Geography
- Location: Vienības gat. 45, Zemgales priekšpilsēta, LV-1004, Riga, Latvia
- Coordinates: 56°55′20″N 24°05′17″E﻿ / ﻿56.922130°N 24.088044°E

Organisation
- Type: Specialist

Services
- Speciality: Children's hospital

History
- Opened: 1899 (Jugla District), 1981 (Tornakalns District)

Links
- Website: www.bkus.lv
- Lists: Hospitals in Latvia

= Bērnu Klīniskā Universitātes Slimnīca =

Hospital in Riga, Latvia

Bērnu Klīniskā Universitātes Slimnīca (BKUS) is the only specialised children’s hospital in Riga, and is part of the University hospitals of Latvia. (English: Children's Clinical University Hospital)

==History==
The city of Riga established a children's hospital in 1899 with funds provided by a wealthy industrialist, James Armitstead. This hospital was opened on October 2, 1899 with 116 beds. The Riga city 1st Children’s Clinic was opened on March 1, 1981 with 406 beds.

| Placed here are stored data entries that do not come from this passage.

use anyhow::Result;
use meal_import::import_config::ImportConfig;
use meal_import::import_errors::ImportError;
use meal_import::importer::read_document;
use std::io::Write;
use tempfile::Builder;

fn import_error(err: &anyhow::Error) -> Option<&ImportError> {
    err.downcast_ref::<ImportError>()
}

#[test]
fn test_reads_markdown_file() -> Result<()> {
    let mut file = Builder::new().suffix(".md").tempfile()?;
    write!(file, "# Owsianka\n\n## Składniki\n- 50g płatki owsiane\n")?;

    let content = read_document(file.path(), &ImportConfig::default())?;
    assert!(content.starts_with("# Owsianka"));
    Ok(())
}

#[test]
fn test_extension_is_case_insensitive() -> Result<()> {
    let mut file = Builder::new().suffix(".MARKDOWN").tempfile()?;
    write!(file, "# Tosty")?;

    assert_eq!(read_document(file.path(), &ImportConfig::default())?, "# Tosty");
    Ok(())
}

#[test]
fn test_rejects_other_extensions() -> Result<()> {
    let file = Builder::new().suffix(".pdf").tempfile()?;

    let err = read_document(file.path(), &ImportConfig::default()).unwrap_err();
    assert!(matches!(import_error(&err), Some(ImportError::UnsupportedFile(_))));
    Ok(())
}

#[test]
fn test_rejects_oversized_document() -> Result<()> {
    let mut file = Builder::new().suffix(".txt").tempfile()?;
    write!(file, "{}", "# Zupa\n".repeat(100))?;
    let config = ImportConfig {
        max_document_size: 64,
        ..ImportConfig::default()
    };

    let err = read_document(file.path(), &config).unwrap_err();
    match import_error(&err) {
        Some(ImportError::DocumentTooLarge { max_bytes, .. }) => assert_eq!(*max_bytes, 64),
        other => panic!("unexpected error: {other:?}"),
    }
    Ok(())
}

#[test]
fn test_missing_file() {
    let dir = tempfile::tempdir().unwrap();
    let path = dir.path().join("brak.md");

    let err = read_document(&path, &ImportConfig::default()).unwrap_err();
    assert!(import_error(&err).is_none());
    assert!(format!("{err:#}").contains("brak.md"));
}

In 2022, there was a building programme which will replace the Emergency Medical Assistance and Observation Department. There will be 32 single wards with individual sanitary facilities, including two intensive therapy wards, two dangerous infection wards, ten infection wards, as well as specially suitable wards for patients with mental disorders, movement disorders, and autistic spectrum disorders. It will also have an Outpatient Health Center with almost 100 doctor reception, examination and procedure rooms.

==Services provided==
It has about 30,000 inpatients episodes and more than 160,000 outpatient visits a year. From January to November 2019, 1,155 children were admitted with injuries due to swallowing foreign objects. There were 225 patients in the hospital's palliative care service in December 2019.

In 2019, it set up 7 digital check-in kiosks, with the Check-In, Flow Manager and Calling software to improve the flow of patients around the hospital services.